Dès sa conception, Court-Circuit se distingue par son format. En effet, l'une des particularités les plus marquantes de la revue repose sur un croisement entre information, littérature et arts graphiques. Trois caractéristiques qui définissent le mook. Nous sommes alors en présence d’un grand format, d'environ 140 pages, qui ne se contente pas de raconter une histoire, mais d'en explorer toutes les facettes. Chaque numéro est dédié à un seul et unique thème, une véritable réinvention du reportage de proximité qui prend le temps de décortiquer son sujet. Les quatre premiers numéros se consacraient ainsi à la nourriture, aux solidarités, au sport et à la jeunesse. La revue explore alors tour à tour des sujets du quotidien, sous tous les angles, en allant à la rencontre des femmes et des hommes qui vivent et font vivre la ville et sa région. « Des acteurs de l’ombre ou figures familières, célèbres ou non, travailleurs du quotidien, artisans de l’économie sociale et solidaire, artistes, sportifs, notables méconnus... » indiquait le site de Court-Circuit, donnant ainsi la parole aux différents acteurs tout en la mettant en images.

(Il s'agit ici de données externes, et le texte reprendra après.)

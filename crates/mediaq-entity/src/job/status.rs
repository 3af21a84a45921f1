//! Job status and priority enumerations.

use std::fmt;
use std::str::FromStr;

use serde::{Deserialize, Serialize};

/// Status of a scheduled job.
///
/// Transitions only move forward:
/// `pending -> queued -> running -> {completed | failed | cancelled | retrying}`
/// and `retrying -> queued`. Cancellation is also accepted from `pending`,
/// `queued`, and `retrying`.
#[derive(Debug, Clone, Copy, PartialEq, Eq, Hash, Serialize, Deserialize)]
#[serde(rename_all = "lowercase")]
pub enum JobStatus {
    /// Created, admission not yet complete.
    Pending,
    /// Admitted and visible to dequeue.
    Queued,
    /// Exclusively owned by a worker.
    Running,
    /// Waiting out a backoff delay before re-admission.
    Retrying,
    /// Successfully completed.
    Completed,
    /// Failed permanently or exhausted its retries.
    Failed,
    /// Cancelled before or during execution.
    Cancelled,
}

impl JobStatus {
    /// Every status, in lifecycle order.
    pub const ALL: [JobStatus; 7] = [
        Self::Pending,
        Self::Queued,
        Self::Running,
        Self::Retrying,
        Self::Completed,
        Self::Failed,
        Self::Cancelled,
    ];

    /// Check if the job is in a terminal state.
    pub fn is_terminal(&self) -> bool {
        matches!(self, Self::Completed | Self::Failed | Self::Cancelled)
    }

    /// Check whether `next` is a legal successor of this status.
    pub fn can_transition_to(&self, next: JobStatus) -> bool {
        use JobStatus::*;
        matches!(
            (self, next),
            (Pending, Queued)
                | (Pending, Cancelled)
                | (Queued, Running)
                | (Queued, Cancelled)
                | (Running, Completed)
                | (Running, Failed)
                | (Running, Cancelled)
                | (Running, Retrying)
                | (Retrying, Queued)
                | (Retrying, Cancelled)
        )
    }

    /// Return the status as a lowercase string.
    pub fn as_str(&self) -> &'static str {
        match self {
            Self::Pending => "pending",
            Self::Queued => "queued",
            Self::Running => "running",
            Self::Retrying => "retrying",
            Self::Completed => "completed",
            Self::Failed => "failed",
            Self::Cancelled => "cancelled",
        }
    }
}

impl fmt::Display for JobStatus {
    fn fmt(&self, f: &mut fmt::Formatter<'_>) -> fmt::Result {
        write!(f, "{}", self.as_str())
    }
}

/// A status change that the state machine does not allow.
#[derive(Debug, Clone, Copy, PartialEq, Eq, thiserror::Error)]
#[error("illegal job status transition {from} -> {to}")]
pub struct InvalidTransition {
    /// Status the job was in.
    pub from: JobStatus,
    /// Status that was requested.
    pub to: JobStatus,
}

/// Priority level for a job. Higher levels are dequeued first.
#[derive(
    Debug, Clone, Copy, PartialEq, Eq, Hash, PartialOrd, Ord, Default, Serialize, Deserialize,
)]
#[serde(rename_all = "lowercase")]
pub enum JobPriority {
    /// Processed last.
    Lowest = 0,
    /// Low priority.
    Low = 1,
    /// Normal priority (default).
    #[default]
    Normal = 2,
    /// High priority.
    High = 3,
    /// Processed first.
    Critical = 4,
}

impl JobPriority {
    /// Every priority, lowest first.
    pub const ALL: [JobPriority; 5] = [
        Self::Lowest,
        Self::Low,
        Self::Normal,
        Self::High,
        Self::Critical,
    ];

    /// Return the numeric priority (higher = more urgent).
    pub fn level(&self) -> u8 {
        *self as u8
    }

    /// Return the priority as a lowercase string.
    pub fn as_str(&self) -> &'static str {
        match self {
            Self::Lowest => "lowest",
            Self::Low => "low",
            Self::Normal => "normal",
            Self::High => "high",
            Self::Critical => "critical",
        }
    }
}

impl fmt::Display for JobPriority {
    fn fmt(&self, f: &mut fmt::Formatter<'_>) -> fmt::Result {
        write!(f, "{}", self.as_str())
    }
}

impl FromStr for JobPriority {
    type Err = String;

    fn from_str(s: &str) -> Result<Self, Self::Err> {
        match s.trim().to_ascii_lowercase().as_str() {
            "lowest" | "0" => Ok(Self::Lowest),
            "low" | "1" => Ok(Self::Low),
            "normal" | "2" => Ok(Self::Normal),
            "high" | "3" => Ok(Self::High),
            "critical" | "4" => Ok(Self::Critical),
            other => Err(format!("unknown job priority '{other}'")),
        }
    }
}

Le « grand reportage au coin de la rue » prend ici tout son sens à travers des reportages dessinés, des récits graphiques, illustrés et des portfolios étonnants. Des illustrations foisonnantes et variées, portées par de nombreux illustrateurs issus de l'Ecole des Beaux Arts à Metz, le tout enrichi de photographies percutantes. L'immersion est totale, les enquêtes d'investigation sont menées avec rigueur et les rétrospectives offrent une profondeur historique de qualité. La revue ne s’en cache pas, elle puise son inspiration dans des publications reconnues pour leur qualité narrative et visuelle, une façon de leur rendre hommage. Nous pourrons citer entre autres la revue XXI, Zadig, America, Relief, Feuilleton ou encore La Revue Dessinée.


Pour les lecteurs, le pari de l’indépendance


Dans un monde médiatique instable, où la survie économique est le premier sujet de préoccupation des rédactions, Court-Circuit a fait un choix radical : celui de l'indépendance totale et absolue. Un choix audacieux qui se traduit par une absence de publicité. La revue assume un modèle payant, moyennant 19 euros par numéro. Une somme qui, à l’instar d’autres publications de cette qualité, permet à la rédaction de garantir une liberté éditoriale optimale. En faisant le choix d'acheter et de soutenir un journalisme exigeant, le lecteur rend possible cette indépendance. La distribution de Court-Circuit est, elle aussi, à l'image de son positionnement. Elle se veut locale et artisanale. Les quatre numéros annuels sont disponibles dans les librairies indépendantes de Metz, mais aussi dans des lieux inattendus, en lien avec l'esprit de la revue. Il s’agit de restaurants, de galeries d’art, de magasins de producteurs locaux. Une manière de s'ancrer davantage dans le tissu local et de toucher un public sensible à cette démarche.

Avec des ventes atteignant entre 600 et 900 exemplaires vers 2022, Court-Circuit est bien plus qu'une simple revue. C'est une démarche citoyenne, un pari audacieux sur l'avenir d'un journalisme de qualité, attaché à son territoire et avec la volonté de le raconter par un récit soigné, un regard neuf appuyé par une galerie d'images. L'exemple même du média alternatif, avec une exigence éditoriale et artistique, qui prouve qu'il est encore possible de faire du « grand reportage au coin de la rue » selon les mots de Sylvain Villaume.